Task requirements: In the data, find the word "talk" and copy out every line that has it.
Listed records START
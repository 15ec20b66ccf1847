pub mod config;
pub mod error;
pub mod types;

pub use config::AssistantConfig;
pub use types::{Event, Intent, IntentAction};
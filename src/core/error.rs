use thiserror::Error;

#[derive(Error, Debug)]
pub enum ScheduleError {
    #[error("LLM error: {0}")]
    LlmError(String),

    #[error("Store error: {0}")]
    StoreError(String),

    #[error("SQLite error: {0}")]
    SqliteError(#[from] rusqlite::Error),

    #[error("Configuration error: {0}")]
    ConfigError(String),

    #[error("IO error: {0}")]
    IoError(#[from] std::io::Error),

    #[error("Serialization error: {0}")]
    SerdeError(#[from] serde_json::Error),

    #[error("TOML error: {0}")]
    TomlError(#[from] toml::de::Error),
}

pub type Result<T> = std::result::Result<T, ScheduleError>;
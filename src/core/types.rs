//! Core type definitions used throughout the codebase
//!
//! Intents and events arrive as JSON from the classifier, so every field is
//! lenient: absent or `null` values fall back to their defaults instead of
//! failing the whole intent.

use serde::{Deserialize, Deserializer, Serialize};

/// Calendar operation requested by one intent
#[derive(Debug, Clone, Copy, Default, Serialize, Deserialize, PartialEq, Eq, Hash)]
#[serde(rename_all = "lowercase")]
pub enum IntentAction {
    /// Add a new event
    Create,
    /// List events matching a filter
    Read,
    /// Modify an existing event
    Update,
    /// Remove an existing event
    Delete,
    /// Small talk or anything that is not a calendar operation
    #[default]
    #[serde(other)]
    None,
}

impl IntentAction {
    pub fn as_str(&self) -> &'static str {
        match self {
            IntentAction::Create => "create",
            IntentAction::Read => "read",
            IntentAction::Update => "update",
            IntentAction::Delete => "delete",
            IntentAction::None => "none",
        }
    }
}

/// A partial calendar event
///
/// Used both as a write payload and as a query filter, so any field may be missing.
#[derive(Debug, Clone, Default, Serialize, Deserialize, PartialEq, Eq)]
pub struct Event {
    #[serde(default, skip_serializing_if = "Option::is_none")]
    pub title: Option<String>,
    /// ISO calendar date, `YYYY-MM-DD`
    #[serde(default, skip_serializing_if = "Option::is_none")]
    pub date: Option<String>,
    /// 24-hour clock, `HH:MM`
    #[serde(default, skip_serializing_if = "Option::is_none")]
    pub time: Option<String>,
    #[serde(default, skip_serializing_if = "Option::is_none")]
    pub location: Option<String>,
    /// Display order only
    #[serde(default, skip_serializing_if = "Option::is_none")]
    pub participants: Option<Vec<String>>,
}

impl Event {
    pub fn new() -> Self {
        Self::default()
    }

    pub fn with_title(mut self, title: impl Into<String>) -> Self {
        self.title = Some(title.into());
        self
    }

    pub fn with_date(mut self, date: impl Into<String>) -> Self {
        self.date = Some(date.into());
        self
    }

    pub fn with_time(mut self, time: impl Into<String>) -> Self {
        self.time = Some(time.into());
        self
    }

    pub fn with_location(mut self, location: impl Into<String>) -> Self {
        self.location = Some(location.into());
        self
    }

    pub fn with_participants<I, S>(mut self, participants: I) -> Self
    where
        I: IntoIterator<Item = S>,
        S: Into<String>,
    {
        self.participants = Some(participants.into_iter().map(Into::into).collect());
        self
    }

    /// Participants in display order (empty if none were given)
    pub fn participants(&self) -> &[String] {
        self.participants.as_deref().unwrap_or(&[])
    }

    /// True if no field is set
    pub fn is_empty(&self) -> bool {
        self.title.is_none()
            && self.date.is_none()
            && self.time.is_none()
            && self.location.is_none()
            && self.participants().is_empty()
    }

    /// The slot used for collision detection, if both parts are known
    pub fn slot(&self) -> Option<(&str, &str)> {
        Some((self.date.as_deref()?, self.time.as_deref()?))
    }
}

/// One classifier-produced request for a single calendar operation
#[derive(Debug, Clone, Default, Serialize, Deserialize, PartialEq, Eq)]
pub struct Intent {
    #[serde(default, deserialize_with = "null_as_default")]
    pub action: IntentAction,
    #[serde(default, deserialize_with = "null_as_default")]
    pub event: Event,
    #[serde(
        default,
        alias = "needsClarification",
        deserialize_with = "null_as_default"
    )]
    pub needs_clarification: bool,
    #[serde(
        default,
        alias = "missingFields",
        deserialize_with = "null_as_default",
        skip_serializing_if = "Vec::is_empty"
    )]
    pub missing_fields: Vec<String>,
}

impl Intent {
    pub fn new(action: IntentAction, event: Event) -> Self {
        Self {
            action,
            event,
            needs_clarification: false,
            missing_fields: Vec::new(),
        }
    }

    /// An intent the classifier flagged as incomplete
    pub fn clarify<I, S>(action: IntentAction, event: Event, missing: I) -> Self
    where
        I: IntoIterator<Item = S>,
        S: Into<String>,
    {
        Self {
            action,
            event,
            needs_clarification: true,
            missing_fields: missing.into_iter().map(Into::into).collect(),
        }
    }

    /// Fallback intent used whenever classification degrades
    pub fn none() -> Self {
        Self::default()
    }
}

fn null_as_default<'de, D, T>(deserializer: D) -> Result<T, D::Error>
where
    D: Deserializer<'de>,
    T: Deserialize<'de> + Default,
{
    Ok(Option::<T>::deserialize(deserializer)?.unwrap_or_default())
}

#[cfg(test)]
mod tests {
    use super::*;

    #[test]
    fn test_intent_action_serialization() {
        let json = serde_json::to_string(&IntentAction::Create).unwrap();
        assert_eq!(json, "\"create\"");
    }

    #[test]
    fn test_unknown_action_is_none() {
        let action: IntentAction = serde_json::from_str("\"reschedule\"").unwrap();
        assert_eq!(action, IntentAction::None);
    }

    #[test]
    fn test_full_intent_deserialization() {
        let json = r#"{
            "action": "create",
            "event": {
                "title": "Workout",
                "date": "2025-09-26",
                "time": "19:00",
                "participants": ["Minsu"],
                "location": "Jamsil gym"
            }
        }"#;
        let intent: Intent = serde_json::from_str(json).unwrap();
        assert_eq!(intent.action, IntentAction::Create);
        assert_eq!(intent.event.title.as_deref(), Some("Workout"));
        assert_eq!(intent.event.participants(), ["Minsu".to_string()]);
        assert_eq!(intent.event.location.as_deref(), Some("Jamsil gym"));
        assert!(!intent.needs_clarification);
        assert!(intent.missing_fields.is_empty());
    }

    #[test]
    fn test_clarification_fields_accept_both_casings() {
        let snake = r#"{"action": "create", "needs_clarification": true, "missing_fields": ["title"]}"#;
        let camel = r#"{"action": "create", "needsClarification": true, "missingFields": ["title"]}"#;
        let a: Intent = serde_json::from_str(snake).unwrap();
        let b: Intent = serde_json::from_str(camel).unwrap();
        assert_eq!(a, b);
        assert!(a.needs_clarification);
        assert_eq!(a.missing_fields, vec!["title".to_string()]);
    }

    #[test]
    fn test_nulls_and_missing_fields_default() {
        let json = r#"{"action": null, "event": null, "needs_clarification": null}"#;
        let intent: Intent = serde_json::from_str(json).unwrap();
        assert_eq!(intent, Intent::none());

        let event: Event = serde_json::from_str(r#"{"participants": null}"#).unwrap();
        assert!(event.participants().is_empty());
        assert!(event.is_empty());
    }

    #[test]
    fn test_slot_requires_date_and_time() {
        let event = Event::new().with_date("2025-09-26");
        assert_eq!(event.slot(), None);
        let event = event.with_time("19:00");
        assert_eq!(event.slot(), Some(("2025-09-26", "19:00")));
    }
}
Listed records END
Listed records START
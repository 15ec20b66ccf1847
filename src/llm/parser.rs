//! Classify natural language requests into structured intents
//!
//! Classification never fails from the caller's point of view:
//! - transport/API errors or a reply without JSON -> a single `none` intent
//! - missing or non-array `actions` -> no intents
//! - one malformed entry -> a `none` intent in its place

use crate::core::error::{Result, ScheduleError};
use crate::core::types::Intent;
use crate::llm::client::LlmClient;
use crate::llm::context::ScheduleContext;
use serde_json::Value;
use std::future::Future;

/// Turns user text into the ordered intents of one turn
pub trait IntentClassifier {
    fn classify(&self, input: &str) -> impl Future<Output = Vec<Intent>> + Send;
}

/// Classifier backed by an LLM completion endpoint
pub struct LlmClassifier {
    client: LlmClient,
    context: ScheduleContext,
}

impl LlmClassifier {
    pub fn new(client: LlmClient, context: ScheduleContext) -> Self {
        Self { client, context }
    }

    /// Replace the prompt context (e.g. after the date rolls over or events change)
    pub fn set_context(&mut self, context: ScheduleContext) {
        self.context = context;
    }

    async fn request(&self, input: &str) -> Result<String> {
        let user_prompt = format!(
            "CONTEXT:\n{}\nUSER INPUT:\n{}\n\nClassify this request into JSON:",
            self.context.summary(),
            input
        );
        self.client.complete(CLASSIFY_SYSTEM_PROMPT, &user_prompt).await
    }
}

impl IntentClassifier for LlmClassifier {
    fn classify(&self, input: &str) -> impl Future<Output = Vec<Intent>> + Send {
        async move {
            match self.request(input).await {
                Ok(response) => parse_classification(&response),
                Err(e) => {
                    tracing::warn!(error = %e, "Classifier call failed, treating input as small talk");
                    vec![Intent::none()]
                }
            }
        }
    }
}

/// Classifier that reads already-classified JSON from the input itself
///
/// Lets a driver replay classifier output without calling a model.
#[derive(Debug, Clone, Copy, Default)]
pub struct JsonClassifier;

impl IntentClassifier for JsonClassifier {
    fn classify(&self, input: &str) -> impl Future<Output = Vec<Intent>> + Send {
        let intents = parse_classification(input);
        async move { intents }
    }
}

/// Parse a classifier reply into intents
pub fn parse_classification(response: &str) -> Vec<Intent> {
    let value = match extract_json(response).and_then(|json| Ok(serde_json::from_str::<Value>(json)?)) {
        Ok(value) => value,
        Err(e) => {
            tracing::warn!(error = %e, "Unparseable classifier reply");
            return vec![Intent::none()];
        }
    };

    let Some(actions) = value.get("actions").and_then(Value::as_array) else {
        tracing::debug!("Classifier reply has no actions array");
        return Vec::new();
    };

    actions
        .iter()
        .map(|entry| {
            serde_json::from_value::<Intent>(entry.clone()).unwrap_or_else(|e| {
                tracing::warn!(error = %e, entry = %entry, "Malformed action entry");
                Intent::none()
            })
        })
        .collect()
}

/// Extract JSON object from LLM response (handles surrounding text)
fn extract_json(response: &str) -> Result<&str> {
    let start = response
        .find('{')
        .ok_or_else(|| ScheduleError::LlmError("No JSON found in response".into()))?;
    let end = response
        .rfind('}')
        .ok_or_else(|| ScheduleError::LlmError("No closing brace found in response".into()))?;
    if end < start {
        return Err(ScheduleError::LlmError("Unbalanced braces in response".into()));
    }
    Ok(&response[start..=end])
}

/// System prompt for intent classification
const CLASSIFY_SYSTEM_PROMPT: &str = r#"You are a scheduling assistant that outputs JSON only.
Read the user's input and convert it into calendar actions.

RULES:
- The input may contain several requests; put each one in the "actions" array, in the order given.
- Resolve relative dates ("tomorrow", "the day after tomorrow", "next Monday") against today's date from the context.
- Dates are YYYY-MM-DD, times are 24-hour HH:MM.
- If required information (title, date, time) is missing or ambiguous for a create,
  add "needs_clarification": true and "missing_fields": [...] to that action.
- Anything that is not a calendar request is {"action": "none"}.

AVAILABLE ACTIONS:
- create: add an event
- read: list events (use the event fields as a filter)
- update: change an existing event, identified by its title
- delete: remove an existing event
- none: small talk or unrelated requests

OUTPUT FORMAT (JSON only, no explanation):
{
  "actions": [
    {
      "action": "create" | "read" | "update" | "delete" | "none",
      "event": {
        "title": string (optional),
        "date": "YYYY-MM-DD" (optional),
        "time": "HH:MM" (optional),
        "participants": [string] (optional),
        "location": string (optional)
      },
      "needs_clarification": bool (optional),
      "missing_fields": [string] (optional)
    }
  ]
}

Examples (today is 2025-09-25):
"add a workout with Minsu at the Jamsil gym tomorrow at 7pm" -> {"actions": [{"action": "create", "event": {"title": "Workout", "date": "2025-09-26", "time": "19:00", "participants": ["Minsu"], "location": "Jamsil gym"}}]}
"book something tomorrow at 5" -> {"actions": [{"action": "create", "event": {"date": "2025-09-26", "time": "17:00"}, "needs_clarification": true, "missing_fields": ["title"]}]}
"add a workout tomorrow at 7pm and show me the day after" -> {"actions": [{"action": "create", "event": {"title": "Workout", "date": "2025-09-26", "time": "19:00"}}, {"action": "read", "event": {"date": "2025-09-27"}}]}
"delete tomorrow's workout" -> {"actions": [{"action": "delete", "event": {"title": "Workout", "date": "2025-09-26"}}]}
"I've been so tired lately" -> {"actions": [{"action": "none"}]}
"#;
Listed records END
Result for this exercise:
    /// Small talk or anything that is not a calendar operation
                    tracing::warn!(error = %e, "Classifier call failed, treating input as small talk");
- none: small talk or unrelated requests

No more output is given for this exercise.